Wednesday 29 July 2009

Give us back our shares!

Yesterday Robin Ashby spoke to BBC Radio Scotland about the outcome of the shareholders' appeal to the Court of Appeal. He stressed that the Northern Rock Small Shareholders Group is not a party to the court proceedings, although in sympathy with the claims of other shareholders and of course very interested in the outcome.


In his view, this was by no means the end of the line. He would expect the case to go next to the new Supreme Court (which is the Judicial Committee of the House of Lords until 31 July) and if the shareholders lose there, perhaps even to the European Court of Human Rights.


(The parties to the case are the two biggest shareholders, RAB and SRM Global, and a few selected small shareholders working with the UK Shareholders Association.)


Once the legal challenge is resolved, the valuer can get on with his wrok. But it is part of the contention that the rules have been so rigged by the Government that they are wqasting money to employ him and might just as well be honest and say “we've taken your shares and we're going to give you nowt”


The view that he expressed was that the small shareholders for whom NRSSG speaks don't want derisory compensation, they want fairness. The big banks weren't nationalised. The Government stood behind them while they tried to launch rights issues which the Government underwrote. So it ended up with a dominant shareholding. In the case of Northern Rock, it could easily have done the same thing.

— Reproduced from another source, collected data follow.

//! Static inference of the inputs a chunk-mapping function expects.

use crate::error::Result;
use crate::source::SourceArtifact;
use crate::types::CandidateParameter;
use crate::visitor::{
    self, binary_operator, integer_value, is_field, is_logical_operator, string_value,
    unwrap_parens, SyntaxKind, Visitor,
};
use std::collections::HashSet;
use tree_sitter::Node;

/// Propose candidate arguments for a single-parameter function.
///
/// Candidates come from object keys and comparison operands in traversal
/// order. When the parameter flows straight into a concatenation (or a
/// `lookup || param` fallback) every integer in `0..bruteforce_limit` is
/// appended. With nothing found and no brute force, `[0]` is returned so the
/// function is still invoked once.
pub fn infer_params(function_text: &str, bruteforce_limit: u32) -> Result<Vec<CandidateParameter>> {
    let artifact = SourceArtifact::parse_expression(function_text)?;
    let mut collector = CandidateCollector::new(artifact.text());
    visitor::walk(artifact.root(), &mut collector);

    let needs_bruteforce = collector.needs_bruteforce;
    let mut candidates = collector.candidates;
    if needs_bruteforce {
        for value in 0..i64::from(bruteforce_limit) {
            candidates.push(CandidateParameter::Integer(value));
        }
    } else if candidates.is_empty() {
        candidates.push(CandidateParameter::Integer(0));
    }

    log::trace!(
        "Inferred {} candidates (bruteforce: {needs_bruteforce})",
        candidates.len()
    );
    Ok(candidates.into_vec())
}

/// Insertion-ordered set of candidates
#[derive(Default)]
struct CandidateSet {
    ordered: Vec<CandidateParameter>,
    seen: HashSet<CandidateParameter>,
}

impl CandidateSet {
    fn push(&mut self, candidate: CandidateParameter) {
        if self.seen.insert(candidate.clone()) {
            self.ordered.push(candidate);
        }
    }

    fn is_empty(&self) -> bool {
        self.ordered.is_empty()
    }

    fn len(&self) -> usize {
        self.ordered.len()
    }

    fn into_vec(self) -> Vec<CandidateParameter> {
        self.ordered
    }
}

struct CandidateCollector<'a> {
    source: &'a str,
    candidates: CandidateSet,
    needs_bruteforce: bool,
}

impl<'a> CandidateCollector<'a> {
    fn new(source: &'a str) -> Self {
        Self {
            source,
            candidates: CandidateSet::default(),
            needs_bruteforce: false,
        }
    }

    fn text(&self, node: Node<'_>) -> &'a str {
        &self.source[node.byte_range()]
    }

    fn literal_value(&self, node: Node<'_>) -> Option<CandidateParameter> {
        match SyntaxKind::of(node) {
            SyntaxKind::String => Some(CandidateParameter::Text(string_value(node, self.source))),
            SyntaxKind::Number => integer_value(self.text(node)).map(CandidateParameter::Integer),
            _ => None,
        }
    }
}

impl<'tree> Visitor<'tree> for CandidateCollector<'_> {
    fn visit_literal(&mut self, node: Node<'tree>, parent: Option<Node<'tree>>) {
        let Some(parent) = parent else {
            return;
        };
        let is_candidate = match SyntaxKind::of(parent) {
            SyntaxKind::Pair => is_field(parent, "key", node),
            SyntaxKind::BinaryExpression => binary_operator(parent, self.source)
                .is_some_and(|op| op != "+" && !is_logical_operator(op)),
            _ => false,
        };
        if is_candidate {
            if let Some(candidate) = self.literal_value(node) {
                self.candidates.push(candidate);
            }
        }
    }

    fn visit_identifier(&mut self, node: Node<'tree>, parent: Option<Node<'tree>>) {
        let Some(parent) = parent else {
            return;
        };
        match (SyntaxKind::of(node), SyntaxKind::of(parent)) {
            (SyntaxKind::PropertyIdentifier, SyntaxKind::Pair) if is_field(parent, "key", node) => {
                self.candidates
                    .push(CandidateParameter::Text(self.text(node).to_string()));
            }
            (SyntaxKind::ShorthandProperty, SyntaxKind::Object) => {
                self.candidates
                    .push(CandidateParameter::Text(self.text(node).to_string()));
            }
            (SyntaxKind::Identifier, SyntaxKind::BinaryExpression) => {
                if binary_operator(parent, self.source) == Some("+") {
                    self.needs_bruteforce = true;
                }
            }
            _ => {}
        }
    }

    fn visit_binary(&mut self, node: Node<'tree>, _parent: Option<Node<'tree>>) {
        if !binary_operator(node, self.source).is_some_and(is_logical_operator) {
            return;
        }
        let (Some(left), Some(right)) = (
            node.child_by_field_name("left").map(unwrap_parens),
            node.child_by_field_name("right").map(unwrap_parens),
        ) else {
            return;
        };
        let (left, right) = (SyntaxKind::of(left), SyntaxKind::of(right));
        if (left.is_member_access() && right == SyntaxKind::Identifier)
            || (right.is_member_access() && left == SyntaxKind::Identifier)
        {
            self.needs_bruteforce = true;
        }
    }
}
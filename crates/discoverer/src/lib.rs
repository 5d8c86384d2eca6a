//! # Chunkscout Discoverer
//!
//! Static discovery of lazily-loaded chunks in bundled JavaScript.
//!
//! Given the text of an entry script, the discoverer finds the runtime code a
//! bundler emits to resolve chunk names (Next.js build manifests, webpack
//! chunk-mapping functions and module references, Vite dependency maps,
//! "modern" chunk maps) and reproduces the paths those routines would request,
//! without loading the application.
//!
//! ## Architecture
//!
//! ```text
//! Entry script text
//!     │
//!     ├──> Tree-sitter Parsing → SourceArtifact (fail closed on syntax errors)
//!     │
//!     ├──> Fingerprinting → ChunkLoadingPattern[]
//!     │
//!     ├──> Per pattern (evaluating ones in a fresh Sandbox)
//!     │    ├─> Next.js manifest: evaluate payload, flatten array properties
//!     │    ├─> Webpack runtime: isolate function → infer params → evaluate each
//!     │    ├─> Module references: require("..") / import .. from ".."
//!     │    ├─> Vite deps: isolate array → keep .js/.mjs entries
//!     │    └─> Modern map: literal pair values → "<value>.modern.js"
//!     │
//!     └──> Merge
//!          ├─> Drop denylisted built-ins
//!          ├─> Vite wins when it found anything
//!          └─> Emit BTreeSet<ChunkPath>
//! ```
//!
//! ## Example
//!
//! ```rust
//! use chunkscout_discoverer::{discover_chunks, DiscoveryConfig};
//!
//! let source = r#"self.__BUILD_MANIFEST = { "/": ["static/chunks/0.js"] };"#;
//! let chunks = discover_chunks(source, &DiscoveryConfig::new(3000));
//!
//! for chunk in &chunks {
//!     println!("{chunk}");
//! }
//! ```

mod config;
mod discoverer;
mod error;
mod fetch;
mod source;
mod types;
mod visitor;

pub mod evaluator;
pub mod fingerprint;
pub mod inference;
pub mod isolator;
pub mod manifest;
pub mod sandbox;

pub use config::{DiscoveryConfig, SandboxLimits};
pub use discoverer::{discover_chunks, ChunkDiscoverer, Discovery, DENYLIST};
pub use error::{DiscoveryError, EvaluationFailure, EvaluationOutcome, Result};
pub use fetch::{discover_chunks_from_url, fetch_source};
pub use source::SourceArtifact;
pub use types::{CandidateParameter, ChunkLoadingPattern, ChunkPath, Span, Toolchain};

Indeed, it has injected £3 billion as shares.


We might have been diluted to a very large extent, but we'd still have been shareholders in our company and could share in any upside – which obviously the Government expects, because it's planning to sell Northern Rock back to the private sector as soon as it can.


Clearly all this will be going on until the General Election next year, when I expect former shareholders will be reminded about the theft of their shares, and will hold politicians seeking their vote to account.


There's an easy way for them to get out of this situation – give us back our shares!